The worst slogs/most expensive projects I've ever worked on have had the least planning and most iteration during development. The best projects, where you felt you actually accomplished something every day, where you could see the light at the end of the tunnel because the whole thing was estimated and so far you're able to fairly accurately predict the accuracy of the estimates, have been far and away the most successful both in cost and client satisfaction.

That's my experience anyways.

All that just to say: If you're interested in the Software Development field and want the best chance at having an impact, changing people's lives for the better: Be a great Manager. And that's not necessarily the one the "cool" developers think you should be.



As a business systems analyst (Product Owner in agile terms) for a fotune 500 company, thank you for this comment. You uplifted my spirits.
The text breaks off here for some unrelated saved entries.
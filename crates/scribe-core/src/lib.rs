pub mod extension;
pub mod kernel;
pub mod plugin_system;
pub mod storage;
pub mod vfs;
pub mod workspace;

// Re-export key public types/traits for easier use by the binary and plugins
pub use kernel::Application;
pub use kernel::error::Error as KernelError;
pub use extension::{FileType, Language, NavigationProvider, NavigationTarget, RegistrySet};
pub use plugin_system::{DefaultPluginManager, Plugin, PluginContext, PluginInfo, PluginManager, PluginSource};
pub use storage::{SettingsStore, StorageProvider};
pub use vfs::{LocalVirtualFile, VirtualFile};
pub use workspace::WorkspaceManager;

// Plugins build their metadata versions with it
pub use semver;
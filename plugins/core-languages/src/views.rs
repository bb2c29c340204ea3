use std::sync::Arc;

use scribe_core::extension::{ExtensionError, View};

/// Placeholder panel for the built-in activity-bar and side-bar entries.
/// Rendering belongs to the UI layer.
#[derive(Debug)]
pub struct PanelView {
    title: String,
}

impl PanelView {
    pub fn build(title: &str) -> Result<Arc<dyn View>, ExtensionError> {
        log::debug!("Constructing view '{}'", title);
        Ok(Arc::new(Self {
            title: title.to_string(),
        }))
    }
}

impl View for PanelView {
    fn title(&self) -> &str {
        &self.title
    }
}
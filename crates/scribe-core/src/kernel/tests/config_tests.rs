use std::fs;
use std::path::PathBuf;
use tempfile::tempdir;

use crate::kernel::config::{resolve_home, HostConfig};
use crate::kernel::error::Error;

#[test]
fn test_missing_config_uses_defaults() {
    let temp_dir = tempdir().expect("Failed to create temp directory");
    let config = HostConfig::load(&temp_dir.path().join("config.toml")).unwrap();
    assert_eq!(config, HostConfig::default());
    assert_eq!(config.settings_file, "settings.properties");
    assert_eq!(config.log_level, "info");
    assert!(config.disabled_plugins.is_empty());
}

#[cfg(feature = "toml-config")]
#[test]
fn test_partial_toml_config() {
    let temp_dir = tempdir().expect("Failed to create temp directory");
    let path = temp_dir.path().join("config.toml");
    fs::write(&path, "disabled_plugins = [\"core-languages\"]\nlog_level = \"debug\"\n").unwrap();

    let config = HostConfig::load(&path).unwrap();
    assert_eq!(config.disabled_plugins, vec!["core-languages"]);
    assert_eq!(config.log_level, "debug");
    assert_eq!(config.settings_file, "settings.properties");
}

#[test]
fn test_json_config() {
    let temp_dir = tempdir().expect("Failed to create temp directory");
    let path = temp_dir.path().join("config.json");
    fs::write(&path, r#"{ "settings_file": "prefs/settings.json" }"#).unwrap();

    let config = HostConfig::load(&path).unwrap();
    assert_eq!(config.settings_file, "prefs/settings.json");
    assert_eq!(
        config.settings_path(temp_dir.path()),
        temp_dir.path().join("prefs/settings.json")
    );
}

#[test]
fn test_invalid_and_unsupported_configs() {
    let temp_dir = tempdir().expect("Failed to create temp directory");

    let broken = temp_dir.path().join("config.json");
    fs::write(&broken, "{ not json").unwrap();
    assert!(matches!(HostConfig::load(&broken), Err(Error::Config(_))));

    let ini = temp_dir.path().join("config.ini");
    fs::write(&ini, "[host]").unwrap();
    assert!(matches!(HostConfig::load(&ini), Err(Error::Config(msg)) if msg.contains("Unsupported")));
}

#[test]
fn test_explicit_home_wins() {
    let explicit = PathBuf::from("/tmp/scribe-explicit-home");
    assert_eq!(resolve_home(Some(explicit.clone())).unwrap(), explicit);
}
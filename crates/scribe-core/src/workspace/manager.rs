use std::collections::HashSet;
use std::path::{Path, PathBuf};
use std::sync::Arc;

use async_trait::async_trait;
use parking_lot::{Mutex, RwLock};

use crate::kernel::component::KernelComponent;
use crate::kernel::constants::{RECENT_FILES_LIMIT, RECENT_FILES_PREFIX, WORKSPACE_ROOT_KEY};
use crate::kernel::error::Result as KernelResult;
use crate::storage::settings::SettingsStore;
use crate::workspace::error::WorkspaceError;

/// Tracks the current workspace root and the most-recently-used file list.
///
/// Recent files are stored in the settings as `files.recent.0` (most recent)
/// through `files.recent.9`.
pub struct WorkspaceManager {
    settings: Arc<SettingsStore>,
    root: RwLock<Option<PathBuf>>,
    // Serializes read-modify-write of the recent list
    recent_guard: Mutex<()>,
}

impl WorkspaceManager {
    pub fn new(settings: Arc<SettingsStore>) -> Self {
        Self {
            settings,
            root: RwLock::new(None),
            recent_guard: Mutex::new(()),
        }
    }

    pub fn settings(&self) -> &Arc<SettingsStore> {
        &self.settings
    }

    /// Current root, unset until a workspace is opened
    pub fn workspace_root(&self) -> Option<PathBuf> {
        self.root.read().clone()
    }

    /// Make `root` the current workspace. The root must be an existing
    /// directory. The choice is recorded in the settings but not synced.
    pub fn open_workspace(&self, root: impl AsRef<Path>) -> Result<(), WorkspaceError> {
        let root = root.as_ref();
        if !root.exists() {
            return Err(WorkspaceError::InvalidWorkspace {
                path: root.to_path_buf(),
                reason: "path does not exist".to_string(),
            });
        }
        if !root.is_dir() {
            return Err(WorkspaceError::InvalidWorkspace {
                path: root.to_path_buf(),
                reason: "not a directory".to_string(),
            });
        }

        *self.root.write() = Some(root.to_path_buf());
        self.settings.put(WORKSPACE_ROOT_KEY, root.to_string_lossy());
        log::info!("Opened workspace {}", root.display());
        Ok(())
    }

    pub fn close_workspace(&self) {
        if let Some(root) = self.root.write().take() {
            log::info!("Closed workspace {}", root.display());
        }
    }

    /// Reopen the last recorded workspace if it still exists
    pub fn restore_last_workspace(&self) -> Option<PathBuf> {
        let last = PathBuf::from(self.settings.get(WORKSPACE_ROOT_KEY)?);
        match self.open_workspace(&last) {
            Ok(()) => Some(last),
            Err(e) => {
                log::debug!("Not restoring last workspace: {}", e);
                None
            }
        }
    }

    /// Recent files, most recent first. Entries whose target no longer
    /// exists are left out.
    pub fn recent_files(&self) -> Vec<PathBuf> {
        self.stored_recent_files()
            .into_iter()
            .filter(|path| path.exists())
            .take(RECENT_FILES_LIMIT)
            .collect()
    }

    /// Move `path` to the front of the recent list and persist the list.
    ///
    /// On a persistence error the in-memory list is still updated.
    pub fn add_recent_file(&self, path: impl AsRef<Path>) -> Result<(), WorkspaceError> {
        let path = path.as_ref().to_path_buf();
        let _guard = self.recent_guard.lock();

        let mut files = self.recent_files();
        files.retain(|existing| *existing != path);
        files.insert(0, path);
        files.truncate(RECENT_FILES_LIMIT);
        self.write_recent_files(&files)
    }

    /// Returns whether `path` was in the list
    pub fn remove_recent_file(&self, path: impl AsRef<Path>) -> Result<bool, WorkspaceError> {
        let path = path.as_ref();
        let _guard = self.recent_guard.lock();

        let mut files = self.stored_recent_files();
        let before = files.len();
        files.retain(|existing| existing != path);
        if files.len() == before {
            return Ok(false);
        }
        self.write_recent_files(&files)?;
        Ok(true)
    }

    pub fn clear_recent_files(&self) -> Result<(), WorkspaceError> {
        let _guard = self.recent_guard.lock();
        self.write_recent_files(&[])
    }

    /// Stored entries ordered by numeric index, first occurrence of each path
    /// only, without existence filtering
    fn stored_recent_files(&self) -> Vec<PathBuf> {
        let mut indexed: Vec<(usize, String)> = self
            .settings
            .keys(RECENT_FILES_PREFIX)
            .into_iter()
            .filter_map(|key| {
                let index = key.strip_prefix(RECENT_FILES_PREFIX)?.parse::<usize>().ok()?;
                Some((index, key))
            })
            .collect();
        indexed.sort_by_key(|(index, _)| *index);

        let mut seen = HashSet::new();
        indexed
            .into_iter()
            .filter_map(|(_, key)| self.settings.get(&key))
            .map(PathBuf::from)
            .filter(|path| seen.insert(path.clone()))
            .collect()
    }

    /// Replace every indexed key with `files` and sync
    fn write_recent_files(&self, files: &[PathBuf]) -> Result<(), WorkspaceError> {
        for key in self.settings.keys(RECENT_FILES_PREFIX) {
            self.settings.remove(&key);
        }
        for (index, file) in files.iter().enumerate() {
            self.settings
                .put(format!("{}{}", RECENT_FILES_PREFIX, index), file.to_string_lossy());
        }
        self.settings.sync()?;
        Ok(())
    }
}

impl std::fmt::Debug for WorkspaceManager {
    fn fmt(&self, f: &mut std::fmt::Formatter<'_>) -> std::fmt::Result {
        f.debug_struct("WorkspaceManager")
            .field("root", &*self.root.read())
            .field("settings", &self.settings.location())
            .finish()
    }
}

#[async_trait]
impl KernelComponent for WorkspaceManager {
    fn name(&self) -> &'static str {
        "WorkspaceManager"
    }

    async fn initialize(&self) -> KernelResult<()> {
        if let Some(root) = self.restore_last_workspace() {
            log::info!("Restored workspace {}", root.display());
        }
        Ok(())
    }

    async fn start(&self) -> KernelResult<()> {
        Ok(())
    }

    // Settings are synced by the store itself on shutdown
    async fn stop(&self) -> KernelResult<()> {
        Ok(())
    }
}
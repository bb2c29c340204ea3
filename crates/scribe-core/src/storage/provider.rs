use std::fmt::Debug;
use std::path::{Path, PathBuf};

use crate::storage::error::StorageSystemError;

pub type StorageResult<T> = std::result::Result<T, StorageSystemError>;

/// Trait for storage providers that back persisted settings
pub trait StorageProvider: Send + Sync + Debug {
    /// Get the name of this provider
    fn name(&self) -> &str;

    /// Check if a path exists
    fn exists(&self, path: &Path) -> bool;

    /// Read a file to a string
    fn read_to_string(&self, path: &Path) -> StorageResult<String>;

    /// Write a string to a file, creating parent directories as needed
    fn write_string(&self, path: &Path, contents: &str) -> StorageResult<()>;

    /// Resolve a provider-relative path to the location it refers to
    fn resolve(&self, path: &Path) -> PathBuf;
}
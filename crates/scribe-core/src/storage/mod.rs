//! # Scribe Core Storage
//!
//! Persistence for host settings. A [`StorageProvider`] abstracts where bytes
//! live ([`LocalStorageProvider`] writes atomically through a temporary file),
//! and [`SettingsStore`] keeps a flat string map on top of it.
pub mod error;
pub mod local;
pub mod provider;
pub mod settings;

/// Re-export key types
pub use error::StorageSystemError;
pub use local::LocalStorageProvider;
pub use provider::{StorageProvider, StorageResult};
pub use settings::{SettingsFormat, SettingsStore};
Also, I agree with most of it, but I would argue that the best teams I've been on have at least one extremely competent developer, even if not necessarily a great one.

Why? Because I can articulate the product vision and goals working closely with that developer, and together we can make sure the other developers are developing as required.

In an ideal world developers would have all the domain and functional knowledge required to not need people like myself. But the truth of the matter is, that the higher up you go, the more specialized you become, the more you need to do only one or the other.

There are only so many hours in the day - you can either hone your skills as a developer or develop the expertise of keeping multiple business stakeholders happy while holding your own against developers and delivering in a consistent fashion.


I'd totally agree with that.

I still think your job is more important though and I'd rather work on a team with great management than great developers any day given an either or choice.


IME great developers and great managers are attracted to each other. The few times I've been on great teams (I'm a developer) when the top one or two devs left, the team fell apart. Same thing happened on other teams when the great PM left. The talented people with career mobility know when they're put in a bad spot and have the ability to get out.


I will soon be working as a PM at one of the big tech companies as my first job.

I've gotten the gist of these lessons from a software engineering class, HN articles, and from my internship (at the same company), but I'm still not very confident about becoming a great PM. Can you recommend any books or resources that covers more of this kind of stuff?


Personal thoughts - suggest you look into organizational skills. Learn to take great notes, and have a tenacious follow up and follow through.


Right on the money.

When your boss asks a question: Be able to answer it. If you can't, figure out how to answer it. Figure out what you need to track to be able to answer it in the future without being asked.

This is where Agility comes in. Not in throwing out Planning. But in being able to respond to Bad Planning by incrementally improving your process and understanding until you've got Good Planning.

You're not going to walk in the door on day one and toss out a plan that lines up actual to estimated hours at 93%. But with that tenacious follow up and follow through you can get there.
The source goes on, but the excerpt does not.